A robust and lightweight TypeScript circuit breaker implementation for Node.js applications. Provides fault tolerance and stability by preventing cascading failures in distributed systems with configurable thresholds and automatic recovery.

Package Exports

  • @apiratorjs/circuit-breaker
  • @apiratorjs/circuit-breaker/dist/src/index.js

This package does not declare an exports field, so the exports above have been automatically detected and optimized by JSPM instead. If any package subpath is missing, it is recommended to post an issue to the original package (@apiratorjs/circuit-breaker) to support the "exports" field.

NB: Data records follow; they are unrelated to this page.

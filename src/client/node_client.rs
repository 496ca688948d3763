//! The command contract against individual redis and sentinel nodes.
//!
//! The controller only talks to nodes through [`NodeClient`], so the checker
//! and healer can be driven against an in-memory cluster in tests.

use std::collections::BTreeMap;
use std::time::Duration;

use async_trait::async_trait;
use thiserror::Error;

use super::types::{Endpoint, RedisRole, SentinelMonitor};

/// Errors returned by a single node command.
#[derive(Error, Debug, Clone, PartialEq, Eq)]
pub enum NodeError {
    #[error("node {ip} unreachable: {reason}")]
    Unreachable { ip: String, reason: String },

    #[error("node {ip} timed out after {duration:?}")]
    Timeout { ip: String, duration: Duration },

    #[error("node {ip} rejected {command}: {reason}")]
    Rejected {
        ip: String,
        command: String,
        reason: String,
    },
}

impl NodeError {
    /// Check if the node could not be reached at all (connect failure or timeout).
    pub fn is_unreachable(&self) -> bool {
        matches!(self, NodeError::Unreachable { .. } | NodeError::Timeout { .. })
    }

    /// The node the error refers to.
    pub fn ip(&self) -> &str {
        match self {
            NodeError::Unreachable { ip, .. }
            | NodeError::Timeout { ip, .. }
            | NodeError::Rejected { ip, .. } => ip,
        }
    }
}

/// Commands and queries issued against one node at a time.
///
/// Every method targets exactly one node and returns that node's error; no
/// method retries. Redis methods take the declared credential, sentinels run
/// without auth.
#[async_trait]
pub trait NodeClient: Send + Sync {
    /// Read the replication role of a redis node.
    async fn get_role(&self, ip: &str, password: Option<&str>) -> Result<RedisRole, NodeError>;

    /// Read the applied values of `params` on a redis node.
    async fn get_redis_config(
        &self,
        ip: &str,
        password: Option<&str>,
        params: &[String],
    ) -> Result<BTreeMap<String, String>, NodeError>;

    /// Promote a redis node to master.
    async fn make_master(&self, ip: &str, password: Option<&str>) -> Result<(), NodeError>;

    /// Point a redis node at `master_ip`.
    async fn make_replica_of(
        &self,
        ip: &str,
        master_ip: &str,
        password: Option<&str>,
    ) -> Result<(), NodeError>;

    /// Apply `param value` lines to a redis node with `CONFIG SET`.
    async fn set_redis_custom_config(
        &self,
        ip: &str,
        password: Option<&str>,
        lines: &[String],
    ) -> Result<(), NodeError>;

    /// Read what a sentinel monitors.
    async fn get_sentinel_monitor(&self, ip: &str) -> Result<SentinelMonitor, NodeError>;

    /// Replace the sentinel's monitor with `master` and `quorum`.
    async fn monitor_master(
        &self,
        ip: &str,
        master: &Endpoint,
        quorum: u32,
        password: Option<&str>,
    ) -> Result<(), NodeError>;

    /// Drop the sentinel's cached peers and replicas.
    async fn reset_sentinel(&self, ip: &str) -> Result<(), NodeError>;

    /// Apply `param value` lines to the sentinel's monitor with `SENTINEL SET`.
    async fn set_sentinel_custom_config(&self, ip: &str, lines: &[String])
    -> Result<(), NodeError>;
}

/// Per-node timeouts for [`super::RedisNodeClient`].
#[derive(Clone, Debug)]
pub struct NodeClientConfig {
    /// Redis port on every redis pod.
    pub redis_port: u16,
    /// Sentinel port on every sentinel pod.
    pub sentinel_port: u16,
    /// Name the sentinels monitor the master under.
    pub master_name: String,
    /// Connection timeout.
    pub connection_timeout: Duration,
    /// Command timeout.
    pub command_timeout: Duration,
}

impl Default for NodeClientConfig {
    fn default() -> Self {
        Self {
            redis_port: super::types::DEFAULT_REDIS_PORT,
            sentinel_port: super::types::DEFAULT_SENTINEL_PORT,
            master_name: "mymaster".to_string(),
            connection_timeout: Duration::from_secs(3),
            command_timeout: Duration::from_secs(5),
        }
    }
}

If that is not possible, create a JSPM override to customize the exports field for this package.

Readme

@apiratorjs/circuit-breaker

NPM version License: MIT

A robust and lightweight TypeScript circuit breaker implementation for Node.js applications. Provides fault tolerance and stability by preventing cascading failures in distributed systems with configurable thresholds and automatic recovery.

Note: Requires Node.js version >=16.4.0

What is a Circuit Breaker and Why Use It?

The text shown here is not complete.